**EXERCISE**
Show, from the entries below, every line in which "unix" appears.

**INPUT**
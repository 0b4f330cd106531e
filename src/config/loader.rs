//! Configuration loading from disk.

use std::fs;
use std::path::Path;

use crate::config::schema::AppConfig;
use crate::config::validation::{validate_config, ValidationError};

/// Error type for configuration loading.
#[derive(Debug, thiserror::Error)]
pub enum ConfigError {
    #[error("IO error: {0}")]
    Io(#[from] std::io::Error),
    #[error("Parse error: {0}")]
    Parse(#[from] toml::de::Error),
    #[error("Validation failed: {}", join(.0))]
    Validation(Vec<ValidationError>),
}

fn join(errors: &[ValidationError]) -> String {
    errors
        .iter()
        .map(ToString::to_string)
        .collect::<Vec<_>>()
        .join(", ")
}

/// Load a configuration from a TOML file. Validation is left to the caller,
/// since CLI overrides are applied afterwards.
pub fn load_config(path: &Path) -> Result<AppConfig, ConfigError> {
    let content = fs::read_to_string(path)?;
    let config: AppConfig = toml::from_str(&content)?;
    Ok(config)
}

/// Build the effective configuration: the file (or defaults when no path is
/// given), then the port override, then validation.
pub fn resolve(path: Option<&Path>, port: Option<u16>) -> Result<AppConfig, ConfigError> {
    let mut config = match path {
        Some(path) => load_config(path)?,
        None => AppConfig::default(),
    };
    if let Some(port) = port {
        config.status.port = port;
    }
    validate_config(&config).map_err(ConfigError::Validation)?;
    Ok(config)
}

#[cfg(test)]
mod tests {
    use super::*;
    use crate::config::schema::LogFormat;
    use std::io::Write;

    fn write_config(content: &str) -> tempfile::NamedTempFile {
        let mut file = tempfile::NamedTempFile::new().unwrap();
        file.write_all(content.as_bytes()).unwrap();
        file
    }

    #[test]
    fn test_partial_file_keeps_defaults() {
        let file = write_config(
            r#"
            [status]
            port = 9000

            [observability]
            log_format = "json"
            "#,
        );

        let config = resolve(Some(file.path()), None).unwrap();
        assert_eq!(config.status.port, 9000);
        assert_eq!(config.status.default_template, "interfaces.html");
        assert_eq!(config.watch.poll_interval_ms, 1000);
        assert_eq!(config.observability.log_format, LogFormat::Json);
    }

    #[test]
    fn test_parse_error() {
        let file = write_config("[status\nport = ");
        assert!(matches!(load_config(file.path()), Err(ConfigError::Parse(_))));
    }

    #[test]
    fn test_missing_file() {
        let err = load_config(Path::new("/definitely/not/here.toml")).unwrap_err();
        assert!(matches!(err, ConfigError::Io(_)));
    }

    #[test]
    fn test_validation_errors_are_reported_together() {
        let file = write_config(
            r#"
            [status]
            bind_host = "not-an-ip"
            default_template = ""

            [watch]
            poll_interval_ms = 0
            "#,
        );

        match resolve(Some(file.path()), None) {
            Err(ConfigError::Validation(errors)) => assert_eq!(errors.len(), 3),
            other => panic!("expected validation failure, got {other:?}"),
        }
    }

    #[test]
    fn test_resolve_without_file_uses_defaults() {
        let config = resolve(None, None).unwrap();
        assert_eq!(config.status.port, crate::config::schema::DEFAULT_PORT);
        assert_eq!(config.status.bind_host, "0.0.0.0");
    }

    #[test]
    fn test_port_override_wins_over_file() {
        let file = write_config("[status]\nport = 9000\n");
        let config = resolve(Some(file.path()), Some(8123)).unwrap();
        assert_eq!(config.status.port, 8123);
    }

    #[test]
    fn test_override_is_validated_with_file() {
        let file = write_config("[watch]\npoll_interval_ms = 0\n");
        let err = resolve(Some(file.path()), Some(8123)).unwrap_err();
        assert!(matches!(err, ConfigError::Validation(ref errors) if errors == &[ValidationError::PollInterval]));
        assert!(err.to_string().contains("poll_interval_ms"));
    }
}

--

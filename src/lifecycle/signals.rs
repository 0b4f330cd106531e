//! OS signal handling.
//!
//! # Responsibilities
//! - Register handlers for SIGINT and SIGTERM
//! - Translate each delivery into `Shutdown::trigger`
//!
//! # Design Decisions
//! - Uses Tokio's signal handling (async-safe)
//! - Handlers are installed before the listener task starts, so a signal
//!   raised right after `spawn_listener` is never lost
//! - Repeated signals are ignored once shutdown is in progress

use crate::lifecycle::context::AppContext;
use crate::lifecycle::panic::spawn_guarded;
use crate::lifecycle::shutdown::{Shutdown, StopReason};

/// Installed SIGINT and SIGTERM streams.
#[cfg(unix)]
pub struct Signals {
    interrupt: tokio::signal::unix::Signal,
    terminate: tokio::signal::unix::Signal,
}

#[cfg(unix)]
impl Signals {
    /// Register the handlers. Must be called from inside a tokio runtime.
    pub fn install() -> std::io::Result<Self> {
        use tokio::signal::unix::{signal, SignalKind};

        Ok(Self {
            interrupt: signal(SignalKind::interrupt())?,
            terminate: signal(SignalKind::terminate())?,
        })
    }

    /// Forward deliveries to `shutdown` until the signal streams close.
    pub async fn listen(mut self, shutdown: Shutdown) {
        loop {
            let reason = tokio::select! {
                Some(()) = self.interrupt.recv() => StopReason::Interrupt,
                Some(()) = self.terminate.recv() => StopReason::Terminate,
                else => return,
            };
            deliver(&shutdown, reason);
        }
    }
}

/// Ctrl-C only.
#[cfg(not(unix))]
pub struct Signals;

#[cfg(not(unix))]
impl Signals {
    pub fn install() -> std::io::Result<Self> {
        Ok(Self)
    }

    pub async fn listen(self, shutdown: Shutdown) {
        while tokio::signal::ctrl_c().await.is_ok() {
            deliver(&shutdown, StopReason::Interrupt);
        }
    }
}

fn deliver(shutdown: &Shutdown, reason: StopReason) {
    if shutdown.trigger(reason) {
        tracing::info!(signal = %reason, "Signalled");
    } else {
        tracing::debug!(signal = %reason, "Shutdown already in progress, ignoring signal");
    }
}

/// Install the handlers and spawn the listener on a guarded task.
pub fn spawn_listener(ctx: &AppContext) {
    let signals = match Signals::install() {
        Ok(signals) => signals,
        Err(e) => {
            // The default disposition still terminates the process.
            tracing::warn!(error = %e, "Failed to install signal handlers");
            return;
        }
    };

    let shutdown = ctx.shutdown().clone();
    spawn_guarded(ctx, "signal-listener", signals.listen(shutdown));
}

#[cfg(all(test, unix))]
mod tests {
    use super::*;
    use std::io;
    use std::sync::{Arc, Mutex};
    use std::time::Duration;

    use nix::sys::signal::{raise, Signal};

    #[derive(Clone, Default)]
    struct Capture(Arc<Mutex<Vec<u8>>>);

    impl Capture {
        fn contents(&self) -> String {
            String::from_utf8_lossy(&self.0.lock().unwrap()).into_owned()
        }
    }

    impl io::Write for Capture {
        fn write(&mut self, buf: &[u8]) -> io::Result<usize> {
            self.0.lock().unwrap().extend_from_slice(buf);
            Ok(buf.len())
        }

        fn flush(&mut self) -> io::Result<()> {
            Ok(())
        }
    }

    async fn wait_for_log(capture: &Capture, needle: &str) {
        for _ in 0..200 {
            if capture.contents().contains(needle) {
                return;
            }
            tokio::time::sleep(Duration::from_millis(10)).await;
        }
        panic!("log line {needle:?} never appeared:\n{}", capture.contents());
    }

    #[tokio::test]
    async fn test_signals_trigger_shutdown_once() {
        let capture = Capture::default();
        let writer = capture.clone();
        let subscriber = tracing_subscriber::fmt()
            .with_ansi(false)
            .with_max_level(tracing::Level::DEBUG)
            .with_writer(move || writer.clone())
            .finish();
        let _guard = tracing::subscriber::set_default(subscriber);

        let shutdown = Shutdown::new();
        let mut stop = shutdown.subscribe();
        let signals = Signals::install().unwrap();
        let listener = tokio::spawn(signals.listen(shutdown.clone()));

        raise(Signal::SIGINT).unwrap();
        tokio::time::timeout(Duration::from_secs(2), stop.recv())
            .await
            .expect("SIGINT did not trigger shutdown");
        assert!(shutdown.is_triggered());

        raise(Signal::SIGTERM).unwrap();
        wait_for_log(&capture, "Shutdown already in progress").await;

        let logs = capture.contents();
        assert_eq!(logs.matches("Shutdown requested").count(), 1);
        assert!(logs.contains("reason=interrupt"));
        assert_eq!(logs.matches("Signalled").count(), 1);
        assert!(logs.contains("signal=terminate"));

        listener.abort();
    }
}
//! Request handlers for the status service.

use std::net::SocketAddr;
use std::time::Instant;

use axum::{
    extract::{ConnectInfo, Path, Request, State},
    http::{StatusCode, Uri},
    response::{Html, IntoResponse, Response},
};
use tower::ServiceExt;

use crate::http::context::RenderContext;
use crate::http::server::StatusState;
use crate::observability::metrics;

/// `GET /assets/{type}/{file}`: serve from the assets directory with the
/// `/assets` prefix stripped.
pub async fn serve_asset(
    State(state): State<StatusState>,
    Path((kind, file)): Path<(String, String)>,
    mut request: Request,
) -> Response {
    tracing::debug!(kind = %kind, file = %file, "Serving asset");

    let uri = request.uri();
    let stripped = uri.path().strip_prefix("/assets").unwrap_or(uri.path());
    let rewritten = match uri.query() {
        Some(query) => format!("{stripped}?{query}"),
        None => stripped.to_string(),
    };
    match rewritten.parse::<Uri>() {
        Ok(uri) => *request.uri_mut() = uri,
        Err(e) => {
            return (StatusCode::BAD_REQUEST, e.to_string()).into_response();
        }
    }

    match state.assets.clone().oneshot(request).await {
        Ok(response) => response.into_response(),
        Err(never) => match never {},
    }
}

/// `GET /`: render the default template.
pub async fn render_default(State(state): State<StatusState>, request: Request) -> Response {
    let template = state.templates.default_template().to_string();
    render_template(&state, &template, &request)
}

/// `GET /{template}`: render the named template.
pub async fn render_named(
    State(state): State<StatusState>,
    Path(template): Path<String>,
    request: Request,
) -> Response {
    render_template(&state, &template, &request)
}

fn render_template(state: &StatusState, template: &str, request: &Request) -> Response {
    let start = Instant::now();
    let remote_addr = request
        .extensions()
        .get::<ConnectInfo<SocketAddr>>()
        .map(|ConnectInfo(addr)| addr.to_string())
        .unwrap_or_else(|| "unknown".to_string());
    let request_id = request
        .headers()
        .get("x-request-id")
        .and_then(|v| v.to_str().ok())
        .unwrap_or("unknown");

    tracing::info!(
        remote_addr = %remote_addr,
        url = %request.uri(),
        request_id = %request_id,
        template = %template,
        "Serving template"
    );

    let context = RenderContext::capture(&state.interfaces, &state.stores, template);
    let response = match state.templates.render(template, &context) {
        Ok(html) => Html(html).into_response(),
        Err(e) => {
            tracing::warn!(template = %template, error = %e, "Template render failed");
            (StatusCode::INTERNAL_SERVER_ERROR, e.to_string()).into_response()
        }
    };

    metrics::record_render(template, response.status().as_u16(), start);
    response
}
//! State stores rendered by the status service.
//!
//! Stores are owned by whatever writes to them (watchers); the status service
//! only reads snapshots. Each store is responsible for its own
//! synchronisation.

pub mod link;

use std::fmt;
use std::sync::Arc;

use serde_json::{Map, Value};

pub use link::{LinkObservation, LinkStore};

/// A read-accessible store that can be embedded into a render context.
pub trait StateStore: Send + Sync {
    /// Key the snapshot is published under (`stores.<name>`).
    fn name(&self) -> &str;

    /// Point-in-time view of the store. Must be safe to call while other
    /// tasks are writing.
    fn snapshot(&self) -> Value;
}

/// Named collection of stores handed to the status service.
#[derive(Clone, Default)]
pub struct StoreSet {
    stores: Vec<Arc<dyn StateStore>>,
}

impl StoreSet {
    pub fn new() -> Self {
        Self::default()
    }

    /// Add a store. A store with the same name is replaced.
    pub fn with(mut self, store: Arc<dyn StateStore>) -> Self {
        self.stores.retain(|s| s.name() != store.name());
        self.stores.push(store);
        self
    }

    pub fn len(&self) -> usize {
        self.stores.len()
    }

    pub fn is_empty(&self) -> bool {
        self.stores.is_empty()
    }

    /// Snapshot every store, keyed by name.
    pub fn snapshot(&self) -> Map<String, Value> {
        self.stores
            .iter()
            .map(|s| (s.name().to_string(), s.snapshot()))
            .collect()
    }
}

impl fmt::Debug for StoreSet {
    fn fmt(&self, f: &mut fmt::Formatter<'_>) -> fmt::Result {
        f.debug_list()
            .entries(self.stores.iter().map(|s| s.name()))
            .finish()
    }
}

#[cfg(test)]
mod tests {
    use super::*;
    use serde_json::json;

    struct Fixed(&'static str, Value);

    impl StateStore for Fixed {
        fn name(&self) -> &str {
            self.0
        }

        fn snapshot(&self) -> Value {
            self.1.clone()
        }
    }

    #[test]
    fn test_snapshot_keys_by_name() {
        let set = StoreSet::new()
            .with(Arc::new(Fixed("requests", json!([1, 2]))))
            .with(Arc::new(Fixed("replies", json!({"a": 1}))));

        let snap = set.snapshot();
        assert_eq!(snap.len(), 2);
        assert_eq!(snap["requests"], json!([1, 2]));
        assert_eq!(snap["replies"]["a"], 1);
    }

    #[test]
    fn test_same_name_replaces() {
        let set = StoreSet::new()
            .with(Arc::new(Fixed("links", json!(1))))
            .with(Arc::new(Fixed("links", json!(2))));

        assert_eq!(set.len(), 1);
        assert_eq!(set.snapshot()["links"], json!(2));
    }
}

**SOLUTION FOR THIS EXERCISE**
#[cfg(unix)]
    interrupt: tokio::signal::unix::Signal,
    terminate: tokio::signal::unix::Signal,
#[cfg(unix)]
        use tokio::signal::unix::{signal, SignalKind};
#[cfg(not(unix))]
#[cfg(not(unix))]
#[cfg(all(test, unix))]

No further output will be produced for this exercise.